BEGIN DATA FOR REVIEW

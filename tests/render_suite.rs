use wavebend::render::{AsciiRenderer, Frame, HalfBlockRenderer, Renderer};
use wavebend::surface::PixelSurface;

/// Build a solid-color surface.
fn solid(w: usize, h: usize, r: u8, g: u8, b: u8) -> PixelSurface {
    let mut s = PixelSurface::new(w, h).expect("valid size");
    for y in 0..h {
        for x in 0..w {
            s.set_pixel(x, y, [r, g, b, 255]);
        }
    }
    s
}

fn make_frame<'a>(cols: u16, visual_rows: u16, surface: &'a PixelSurface, sync: bool) -> Frame<'a> {
    Frame {
        term_cols: cols,
        term_rows: visual_rows + 1,
        visual_rows,
        surface,
        hud: "live | disp 100px",
        hud_rows: 1,
        overlay: None,
        sync_updates: sync,
    }
}

#[test]
fn halfblock_renders_top_and_bottom_colors() {
    let mut s = solid(4, 4, 10, 20, 30);
    for x in 0..4 {
        s.set_pixel(x, 1, [200, 100, 50, 255]);
    }
    let frame = make_frame(4, 2, &s, false);
    let mut out = Vec::new();
    HalfBlockRenderer::new().render(&frame, &mut out).unwrap();
    let text = String::from_utf8_lossy(&out);
    assert!(text.contains("38;2;10;20;30"), "missing FG");
    assert!(text.contains("48;2;200;100;50"), "missing BG");
    assert!(text.contains('\u{2580}'));
    assert!(text.contains("live | disp"), "HUD text missing");
    assert!(text.contains("\x1b[?7l") && text.contains("\x1b[?7h"));
}

#[test]
fn halfblock_skips_mismatched_surface() {
    let s = solid(4, 3, 1, 2, 3);
    let frame = make_frame(4, 2, &s, true);
    let mut out = Vec::new();
    HalfBlockRenderer::new().render(&frame, &mut out).unwrap();
    assert!(out.is_empty());
}

#[test]
fn sync_updates_wrap_the_frame() {
    let s = solid(3, 2, 0, 0, 0);
    let frame = make_frame(3, 2, &s, true);
    let mut out = Vec::new();
    AsciiRenderer::new().render(&frame, &mut out).unwrap();
    let text = String::from_utf8_lossy(&out);
    assert!(text.starts_with("\x1b[?2026h"));
    assert!(text.ends_with("\x1b[?2026l"));
}

#[test]
fn ascii_maps_luma_to_ramp() {
    let s = solid(2, 1, 255, 255, 255);
    let frame = make_frame(2, 1, &s, false);
    let mut out = Vec::new();
    AsciiRenderer::new().render(&frame, &mut out).unwrap();
    let text = String::from_utf8_lossy(&out);
    assert!(text.contains("@@"));
}

#[test]
fn overlay_popup_is_drawn() {
    let s = solid(20, 6, 0, 0, 0);
    let mut frame = make_frame(20, 6, &s, false);
    frame.term_rows = 7;
    frame.overlay = Some("help\nq quit");
    let mut out = Vec::new();
    AsciiRenderer::new().render(&frame, &mut out).unwrap();
    let text = String::from_utf8_lossy(&out);
    assert!(text.contains("q quit"));
    assert!(text.contains("+----"));
}

#[test]
fn renderer_names_and_cells() {
    assert_eq!(HalfBlockRenderer::new().name(), "halfblock");
    assert_eq!(HalfBlockRenderer::new().cell_pixels(), (1, 2));
    assert_eq!(AsciiRenderer::new().name(), "ascii");
    assert_eq!(AsciiRenderer::new().cell_pixels(), (1, 1));
}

END DATA FOR REVIEW

Scan the data above for the word "false". Copy every line in which it is found.

    let frame = make_frame(4, 2, &s, false);
    let frame = make_frame(2, 1, &s, false);
    let mut frame = make_frame(20, 6, &s, false);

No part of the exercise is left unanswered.